■ **Work request**
Nothing outside the stretch is wanted. Repeat exactly the lines of the listing below from the one that contains "pub struct CreateTask" through the one that contains "an existing user.", both ends included.

■ **Supplied information**
☆ ☆ ☆ ☆ ☆ ☆ ☆

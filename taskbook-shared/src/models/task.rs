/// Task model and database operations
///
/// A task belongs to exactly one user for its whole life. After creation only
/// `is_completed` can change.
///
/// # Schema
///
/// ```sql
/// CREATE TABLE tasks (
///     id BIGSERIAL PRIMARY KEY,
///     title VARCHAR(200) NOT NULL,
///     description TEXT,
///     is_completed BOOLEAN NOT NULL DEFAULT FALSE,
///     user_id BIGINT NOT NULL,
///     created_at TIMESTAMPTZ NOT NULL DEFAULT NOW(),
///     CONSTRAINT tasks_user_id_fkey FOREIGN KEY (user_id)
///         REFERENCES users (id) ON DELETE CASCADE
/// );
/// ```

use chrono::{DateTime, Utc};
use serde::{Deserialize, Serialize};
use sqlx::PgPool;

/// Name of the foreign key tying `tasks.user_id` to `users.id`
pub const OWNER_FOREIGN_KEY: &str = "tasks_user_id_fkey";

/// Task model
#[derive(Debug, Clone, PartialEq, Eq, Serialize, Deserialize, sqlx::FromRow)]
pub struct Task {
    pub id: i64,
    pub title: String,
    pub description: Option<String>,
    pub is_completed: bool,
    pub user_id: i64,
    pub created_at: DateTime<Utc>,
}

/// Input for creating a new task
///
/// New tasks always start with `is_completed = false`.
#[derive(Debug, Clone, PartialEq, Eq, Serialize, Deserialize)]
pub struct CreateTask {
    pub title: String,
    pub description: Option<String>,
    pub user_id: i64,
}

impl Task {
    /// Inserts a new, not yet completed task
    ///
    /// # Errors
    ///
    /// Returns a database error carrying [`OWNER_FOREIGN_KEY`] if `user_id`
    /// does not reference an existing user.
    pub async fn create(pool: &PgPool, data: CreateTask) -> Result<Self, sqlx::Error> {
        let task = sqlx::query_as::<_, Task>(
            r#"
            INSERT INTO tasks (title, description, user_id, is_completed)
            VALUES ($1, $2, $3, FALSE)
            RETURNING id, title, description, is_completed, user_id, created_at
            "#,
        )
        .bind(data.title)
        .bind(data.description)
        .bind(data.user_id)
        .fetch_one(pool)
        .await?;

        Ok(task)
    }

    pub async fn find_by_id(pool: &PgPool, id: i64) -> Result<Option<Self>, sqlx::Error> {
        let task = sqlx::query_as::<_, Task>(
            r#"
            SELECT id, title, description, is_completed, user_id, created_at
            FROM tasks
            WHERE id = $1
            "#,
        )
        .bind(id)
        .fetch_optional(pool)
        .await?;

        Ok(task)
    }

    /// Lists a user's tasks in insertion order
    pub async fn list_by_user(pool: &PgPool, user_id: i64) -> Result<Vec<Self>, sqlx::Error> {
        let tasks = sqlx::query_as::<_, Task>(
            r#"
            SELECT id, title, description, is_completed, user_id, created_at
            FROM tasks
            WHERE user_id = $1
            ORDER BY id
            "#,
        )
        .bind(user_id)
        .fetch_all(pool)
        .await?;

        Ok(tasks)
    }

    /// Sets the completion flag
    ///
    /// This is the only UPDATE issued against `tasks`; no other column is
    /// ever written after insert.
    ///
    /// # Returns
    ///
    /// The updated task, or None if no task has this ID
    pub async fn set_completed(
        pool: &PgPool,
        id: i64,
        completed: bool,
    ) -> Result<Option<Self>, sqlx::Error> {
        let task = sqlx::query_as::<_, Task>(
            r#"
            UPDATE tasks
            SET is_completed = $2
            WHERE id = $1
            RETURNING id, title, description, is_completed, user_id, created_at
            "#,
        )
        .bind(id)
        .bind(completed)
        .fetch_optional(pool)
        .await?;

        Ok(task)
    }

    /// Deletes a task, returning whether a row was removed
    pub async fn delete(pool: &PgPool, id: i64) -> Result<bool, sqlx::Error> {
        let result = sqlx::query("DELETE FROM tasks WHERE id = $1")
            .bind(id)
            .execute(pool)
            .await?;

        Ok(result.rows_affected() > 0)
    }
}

☆ ☆ ☆ ☆ ☆ ☆ ☆

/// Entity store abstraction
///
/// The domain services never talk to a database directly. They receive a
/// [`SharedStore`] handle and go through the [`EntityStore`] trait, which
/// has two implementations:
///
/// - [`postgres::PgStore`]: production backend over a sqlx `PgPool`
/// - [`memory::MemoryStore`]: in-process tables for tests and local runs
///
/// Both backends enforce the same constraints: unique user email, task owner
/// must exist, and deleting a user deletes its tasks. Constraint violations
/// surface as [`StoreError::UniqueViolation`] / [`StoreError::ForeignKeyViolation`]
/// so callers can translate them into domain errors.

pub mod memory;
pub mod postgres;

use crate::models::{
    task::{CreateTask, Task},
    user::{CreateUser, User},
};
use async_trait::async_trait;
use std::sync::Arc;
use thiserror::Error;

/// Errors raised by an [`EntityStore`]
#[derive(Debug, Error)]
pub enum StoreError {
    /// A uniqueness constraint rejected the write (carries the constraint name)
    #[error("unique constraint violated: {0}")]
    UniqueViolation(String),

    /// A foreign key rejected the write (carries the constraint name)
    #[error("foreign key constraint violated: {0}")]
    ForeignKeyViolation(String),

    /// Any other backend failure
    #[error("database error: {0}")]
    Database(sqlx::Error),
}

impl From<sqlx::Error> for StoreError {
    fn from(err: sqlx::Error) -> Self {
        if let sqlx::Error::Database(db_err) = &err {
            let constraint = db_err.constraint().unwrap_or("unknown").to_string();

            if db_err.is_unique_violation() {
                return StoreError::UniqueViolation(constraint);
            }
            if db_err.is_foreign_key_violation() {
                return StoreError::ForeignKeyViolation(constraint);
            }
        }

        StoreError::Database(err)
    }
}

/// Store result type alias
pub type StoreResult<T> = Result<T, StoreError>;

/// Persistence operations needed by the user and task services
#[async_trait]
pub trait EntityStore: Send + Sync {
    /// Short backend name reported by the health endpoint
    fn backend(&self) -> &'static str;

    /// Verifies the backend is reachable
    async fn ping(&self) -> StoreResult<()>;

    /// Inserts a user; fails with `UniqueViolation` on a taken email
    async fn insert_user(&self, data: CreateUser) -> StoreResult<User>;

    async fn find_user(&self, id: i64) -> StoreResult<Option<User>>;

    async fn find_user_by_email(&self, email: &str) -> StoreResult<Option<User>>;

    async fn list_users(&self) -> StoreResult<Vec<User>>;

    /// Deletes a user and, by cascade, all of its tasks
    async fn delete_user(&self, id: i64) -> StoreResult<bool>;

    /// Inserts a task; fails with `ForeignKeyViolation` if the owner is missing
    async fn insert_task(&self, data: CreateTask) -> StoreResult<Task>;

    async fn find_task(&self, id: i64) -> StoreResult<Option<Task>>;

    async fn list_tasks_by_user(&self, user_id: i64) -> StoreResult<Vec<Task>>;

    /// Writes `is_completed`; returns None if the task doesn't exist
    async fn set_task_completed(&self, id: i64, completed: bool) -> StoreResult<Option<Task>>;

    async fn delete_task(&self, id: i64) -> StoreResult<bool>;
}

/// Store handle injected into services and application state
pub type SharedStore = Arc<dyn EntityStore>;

☆ ☆ ☆ ☆ ☆ ☆ ☆

■ **Written answer**
pub struct CreateTask {
    pub title: String,
    pub description: Option<String>,
    pub user_id: i64,
}

impl Task {
    /// Inserts a new, not yet completed task
    ///
    /// # Errors
    ///
    /// Returns a database error carrying [`OWNER_FOREIGN_KEY`] if `user_id`
    /// does not reference an existing user.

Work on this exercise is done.